Stored data

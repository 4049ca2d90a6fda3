//! CLI entrypoint for examforge
//!
//! This is the main binary that wires together all layers using
//! dependency injection.

use anyhow::{Context, Result, bail};
use clap::Parser;
use examforge_application::ports::progress::{ConversionProgress, NoProgress};
use examforge_application::{
    ConvertTextInput, ConvertTextUseCase, ExportRecordsUseCase, LlmGateway, ManageSchemasUseCase,
};
use examforge_domain::{Model, QuestionSchema};
use examforge_infrastructure::{
    ConfigLoader, DeepseekGateway, FileConfig, JsonSchemaStore, ProviderAdapter, QwenGateway,
    RoutingGateway, Severity, XlsxRecordExporter,
};
use examforge_presentation::{
    Cli, Command, ConsoleFormatter, ConvertArgs, RecordFormat, SchemaCommand, SimpleProgress,
    SpinnerProgress,
};
use std::io::Read;
use std::path::PathBuf;
use std::sync::Arc;
use tracing::{debug, info};
use tracing_subscriber::EnvFilter;

#[tokio::main]
async fn main() -> Result<()> {
    let cli = Cli::parse();

    // Initialize logging based on verbosity level
    let filter = match cli.verbose {
        0 => EnvFilter::new("warn"),
        1 => EnvFilter::new("info"),
        2 => EnvFilter::new("debug"),
        _ => EnvFilter::new("trace"), // -vvv or more
    };

    tracing_subscriber::fmt()
        .with_env_filter(filter)
        .with_target(false)
        .init();

    info!("Starting examforge");

    if cli.show_config {
        ConfigLoader::print_config_sources();
        return Ok(());
    }

    let Some(command) = cli.command else {
        bail!("No command given. Run with --help for usage.");
    };

    // Load and validate configuration
    let config = if cli.no_config {
        ConfigLoader::load_defaults()
    } else {
        ConfigLoader::load(cli.config.as_ref()).context("Failed to load configuration")?
    };

    let issues = config.validate();
    let mut fatal = false;
    for issue in &issues {
        match issue.severity {
            Severity::Warning => eprintln!("{}", issue),
            Severity::Error => {
                eprintln!("{}", issue);
                fatal = true;
            }
        }
    }
    if fatal {
        bail!("Configuration is invalid; fix the errors above and retry");
    }

    match command {
        Command::Convert(args) => run_convert(args, &config, cli.quiet, cli.verbose).await,
        Command::Schema { command } => run_schema(command, &config),
        Command::Models => run_models(&config),
    }
}

// ==================== convert ====================

async fn run_convert(
    args: ConvertArgs,
    config: &FileConfig,
    quiet: bool,
    verbose: u8,
) -> Result<()> {
    let raw_text = read_question_text(&args)?;

    let schema_id = args
        .schema
        .or_else(|| config.conversion.default_schema.clone());
    let Some(schema_id) = schema_id else {
        bail!("No schema given. Pass --schema <ID> or set [conversion] default_schema.");
    };

    let model: Model = match args.model {
        Some(name) => name.parse().unwrap_or_default(),
        None => config.conversion.parse_default_model(),
    };

    let store = Arc::new(
        JsonSchemaStore::open(&config.schemas.path).context("Failed to open schema store")?,
    );
    let gateway = Arc::new(build_gateway(config));
    let use_case = ConvertTextUseCase::new(gateway, store);

    // A live spinner and log lines fight over the terminal; verbose runs
    // get plain-text progress instead.
    let progress: Box<dyn ConversionProgress> = if quiet {
        Box::new(NoProgress)
    } else if verbose > 0 {
        Box::new(SimpleProgress)
    } else {
        Box::new(SpinnerProgress::new())
    };

    let input = ConvertTextInput::new(raw_text, schema_id, model);
    let output = use_case.execute(input, progress.as_ref()).await?;

    match args.format {
        RecordFormat::Pretty => {
            println!(
                "{}",
                ConsoleFormatter::format_records(&output.records, &output.schema)
            );
        }
        RecordFormat::Json => {
            println!("{}", ConsoleFormatter::format_records_json(&output.records));
        }
    }

    if args.export || args.out.is_some() {
        let exporter = Arc::new(XlsxRecordExporter::new(config.export.output_dir.clone()));
        let export = ExportRecordsUseCase::new(exporter);
        let path = export.execute(&output.records, &output.schema, args.out.as_deref())?;
        println!("Exported to {}", path.display());
    }

    Ok(())
}

/// Question text comes from the positional argument, --input, or stdin,
/// in that order.
fn read_question_text(args: &ConvertArgs) -> Result<String> {
    if let Some(text) = &args.text {
        return Ok(text.clone());
    }

    if let Some(path) = &args.input {
        return std::fs::read_to_string(path)
            .with_context(|| format!("Failed to read {}", path.display()));
    }

    debug!("Reading question text from stdin");
    let mut buffer = String::new();
    std::io::stdin()
        .read_to_string(&mut buffer)
        .context("Failed to read question text from stdin")?;
    Ok(buffer)
}

// ==================== schema ====================

fn run_schema(command: SchemaCommand, config: &FileConfig) -> Result<()> {
    let store = Arc::new(
        JsonSchemaStore::open(&config.schemas.path).context("Failed to open schema store")?,
    );
    let use_case = ManageSchemasUseCase::new(store);

    match command {
        SchemaCommand::List => {
            let schemas = use_case.list()?;
            print!("{}", ConsoleFormatter::format_schema_list(&schemas));
        }
        SchemaCommand::Show { id } => {
            let schema = use_case.get(&id)?;
            print!("{}", ConsoleFormatter::format_schema(&schema));
        }
        SchemaCommand::Add { file } => {
            let schema = read_schema_file(&file)?;
            let id = schema.id.clone();
            use_case.create(schema)?;
            println!("Added question type '{}'", id);
        }
        SchemaCommand::Update { id, file } => {
            let schema = read_schema_file(&file)?;
            use_case.update(&id, schema)?;
            println!("Updated question type '{}'", id);
        }
        SchemaCommand::Delete { id } => {
            use_case.delete(&id)?;
            println!("Deleted question type '{}'", id);
        }
    }

    Ok(())
}

fn read_schema_file(path: &PathBuf) -> Result<QuestionSchema> {
    let raw = std::fs::read_to_string(path)
        .with_context(|| format!("Failed to read {}", path.display()))?;
    serde_json::from_str(&raw)
        .with_context(|| format!("{} is not a valid schema definition", path.display()))
}

// ==================== models ====================

fn run_models(config: &FileConfig) -> Result<()> {
    let gateway = build_gateway(config);
    let available = gateway.available_models();
    print!(
        "{}",
        ConsoleFormatter::format_models(&available, config.conversion.parse_default_model())
    );
    Ok(())
}

// ==================== dependency injection ====================

/// Build the routing gateway from whichever providers have credentials.
///
/// A provider without a usable API key is simply left out; requests for its
/// models then fail with a clear "not configured" error instead of an auth
/// failure mid-flight.
fn build_gateway(config: &FileConfig) -> RoutingGateway {
    let temperature = config.conversion.temperature;
    let mut adapters: Vec<Arc<dyn ProviderAdapter>> = Vec::new();

    if config.providers.deepseek.resolve_api_key().is_some() {
        match DeepseekGateway::new(&config.providers.deepseek, temperature) {
            Ok(gateway) => adapters.push(Arc::new(gateway)),
            Err(e) => debug!("DeepSeek adapter unavailable: {}", e),
        }
    } else {
        debug!("DeepSeek adapter skipped: no API key configured");
    }

    if config.providers.qwen.resolve_api_key().is_some() {
        match QwenGateway::new(&config.providers.qwen, temperature) {
            Ok(gateway) => adapters.push(Arc::new(gateway)),
            Err(e) => debug!("Qwen adapter unavailable: {}", e),
        }
    } else {
        debug!("Qwen adapter skipped: no API key configured");
    }

    RoutingGateway::new(adapters)
}
//! Application use cases

pub mod convert_text;
pub mod export_records;
pub mod manage_schemas;

pub use convert_text::{
    ConvertTextError, ConvertTextInput, ConvertTextOutput, ConvertTextUseCase,
};
pub use export_records::{ExportRecordsError, ExportRecordsUseCase};
pub use manage_schemas::ManageSchemasUseCase;
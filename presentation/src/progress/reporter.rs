//! Progress reporting for the conversion flow

use colored::Colorize;
use examforge_application::ports::progress::ConversionProgress;
use examforge_domain::Model;
use indicatif::{ProgressBar, ProgressStyle};
use std::sync::Mutex;
use std::time::Duration;

/// Shows a spinner while a conversion request is in flight
pub struct SpinnerProgress {
    bar: Mutex<Option<ProgressBar>>,
}

impl SpinnerProgress {
    pub fn new() -> Self {
        Self {
            bar: Mutex::new(None),
        }
    }

    fn spinner_style() -> ProgressStyle {
        ProgressStyle::default_spinner()
            .template("{spinner:.green} {msg}")
            .unwrap_or_else(|_| ProgressStyle::default_spinner())
    }

    /// Remove the spinner line, if one is active
    fn clear(&self) {
        if let Ok(mut bar) = self.bar.lock()
            && let Some(pb) = bar.take()
        {
            pb.finish_and_clear();
        }
    }
}

/// A conversion that fails mid-flight drops the reporter with the spinner
/// still active; clear it so the error message prints on a clean line.
impl Drop for SpinnerProgress {
    fn drop(&mut self) {
        self.clear();
    }
}

impl Default for SpinnerProgress {
    fn default() -> Self {
        Self::new()
    }
}

impl ConversionProgress for SpinnerProgress {
    fn on_prompt_built(&self, estimated_tokens: usize) {
        let pb = ProgressBar::new_spinner();
        pb.set_style(Self::spinner_style());
        pb.enable_steady_tick(Duration::from_millis(100));
        pb.set_message(format!("Prompt ready (~{} tokens)", estimated_tokens));
        *self.bar.lock().unwrap() = Some(pb);
    }

    fn on_request_started(&self, model: &Model) {
        if let Some(pb) = self.bar.lock().unwrap().as_ref() {
            pb.set_message(format!("Waiting for {}...", model));
        }
    }

    fn on_response_received(&self, bytes: usize) {
        if let Some(pb) = self.bar.lock().unwrap().as_ref() {
            pb.set_message(format!("Validating reply ({} bytes)...", bytes));
        }
    }

    fn on_records_validated(&self, count: usize) {
        if let Some(pb) = self.bar.lock().unwrap().take() {
            pb.finish_and_clear();
        }
        println!(
            "{} {} record{} validated",
            "v".green(),
            count,
            if count == 1 { "" } else { "s" }
        );
    }
}

/// Simple text-based progress (no spinner)
pub struct SimpleProgress;

impl ConversionProgress for SimpleProgress {
    fn on_prompt_built(&self, estimated_tokens: usize) {
        println!("{} Prompt ready (~{} tokens)", "->".cyan(), estimated_tokens);
    }

    fn on_request_started(&self, model: &Model) {
        println!("{} Querying {}...", "->".cyan(), model);
    }

    fn on_response_received(&self, bytes: usize) {
        println!("{} Received {} bytes", "->".cyan(), bytes);
    }

    fn on_records_validated(&self, count: usize) {
        println!("{} {} record(s) validated", "v".green(), count);
    }
}
//! Routes each request to the adapter for the model's provider family

use super::{ProviderAdapter, ProviderKind};
use async_trait::async_trait;
use examforge_application::ports::llm_gateway::{GatewayError, LlmGateway};
use examforge_domain::Model;
use std::sync::Arc;

/// Gateway that fans requests out to the configured provider adapters.
///
/// Routing priority:
///  1. Model family (deepseek-* to the DeepSeek adapter, qwen-* to Qwen)
///  2. Custom models go to the first configured adapter
///  3. No adapters at all is `GatewayError::ModelNotAvailable`
pub struct RoutingGateway {
    providers: Vec<Arc<dyn ProviderAdapter>>,
}

impl RoutingGateway {
    pub fn new(providers: Vec<Arc<dyn ProviderAdapter>>) -> Self {
        Self { providers }
    }

    fn resolve_provider(&self, model: &Model) -> Result<&dyn ProviderAdapter, GatewayError> {
        let inferred_kind = if model.is_deepseek() {
            Some(ProviderKind::Deepseek)
        } else if model.is_qwen() {
            Some(ProviderKind::Qwen)
        } else {
            None
        };

        if let Some(kind) = inferred_kind {
            return self
                .providers
                .iter()
                .find(|p| p.kind() == kind)
                .map(|p| p.as_ref())
                .ok_or_else(|| {
                    GatewayError::ModelNotAvailable(format!(
                        "{} requires the {} provider, which is not configured",
                        model, kind
                    ))
                });
        }

        // Custom model: first configured adapter
        self.providers
            .first()
            .map(|p| p.as_ref())
            .ok_or_else(|| GatewayError::ModelNotAvailable("no providers configured".to_string()))
    }
}

#[async_trait]
impl LlmGateway for RoutingGateway {
    async fn complete(
        &self,
        model: &Model,
        system_prompt: &str,
        user_prompt: &str,
    ) -> Result<String, GatewayError> {
        self.resolve_provider(model)?
            .complete(model, system_prompt, user_prompt)
            .await
    }

    fn available_models(&self) -> Vec<Model> {
        Model::all()
            .into_iter()
            .filter(|m| self.resolve_provider(m).is_ok())
            .collect()
    }
}
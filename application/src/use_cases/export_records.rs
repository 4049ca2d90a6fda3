//! Export Records use case.
//!
//! Hands a batch of already-validated records to the exporter. The batch is
//! written once and never mutated afterward; the exporter performs no
//! validation of its own.

use crate::ports::record_exporter::{ExportError, RecordExporter};
use examforge_domain::{QuestionSchema, StructuredRecord};
use std::path::{Path, PathBuf};
use std::sync::Arc;
use thiserror::Error;
use tracing::info;

/// Errors from the export flow.
#[derive(Error, Debug)]
pub enum ExportRecordsError {
    #[error("Nothing to export")]
    NoRecords,

    #[error(transparent)]
    Export(#[from] ExportError),
}

/// Use case for exporting a batch of records to a spreadsheet.
pub struct ExportRecordsUseCase {
    exporter: Arc<dyn RecordExporter>,
}

impl ExportRecordsUseCase {
    pub fn new(exporter: Arc<dyn RecordExporter>) -> Self {
        Self { exporter }
    }

    /// Write `records` to a spreadsheet, returning the file path.
    pub fn execute(
        &self,
        records: &[StructuredRecord],
        schema: &QuestionSchema,
        dest: Option<&Path>,
    ) -> Result<PathBuf, ExportRecordsError> {
        if records.is_empty() {
            return Err(ExportRecordsError::NoRecords);
        }

        let path = self.exporter.export(records, schema, dest)?;
        info!(
            "Exported {} record(s) of '{}' to {}",
            records.len(),
            schema.id,
            path.display()
        );
        Ok(path)
    }
}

◆ GOAL OF THE EXERCISE
Print exactly the lines above, between the one holding "use std::path::PathBuf;" and the one holding "let filter = match", inclusive, and nothing besides.

◆ SOLUTION TO THIS EXERCISE
use std::path::PathBuf;
use std::sync::Arc;
use tracing::{debug, info};
use tracing_subscriber::EnvFilter;

#[tokio::main]
async fn main() -> Result<()> {
    let cli = Cli::parse();

    // Initialize logging based on verbosity level
    let filter = match cli.verbose {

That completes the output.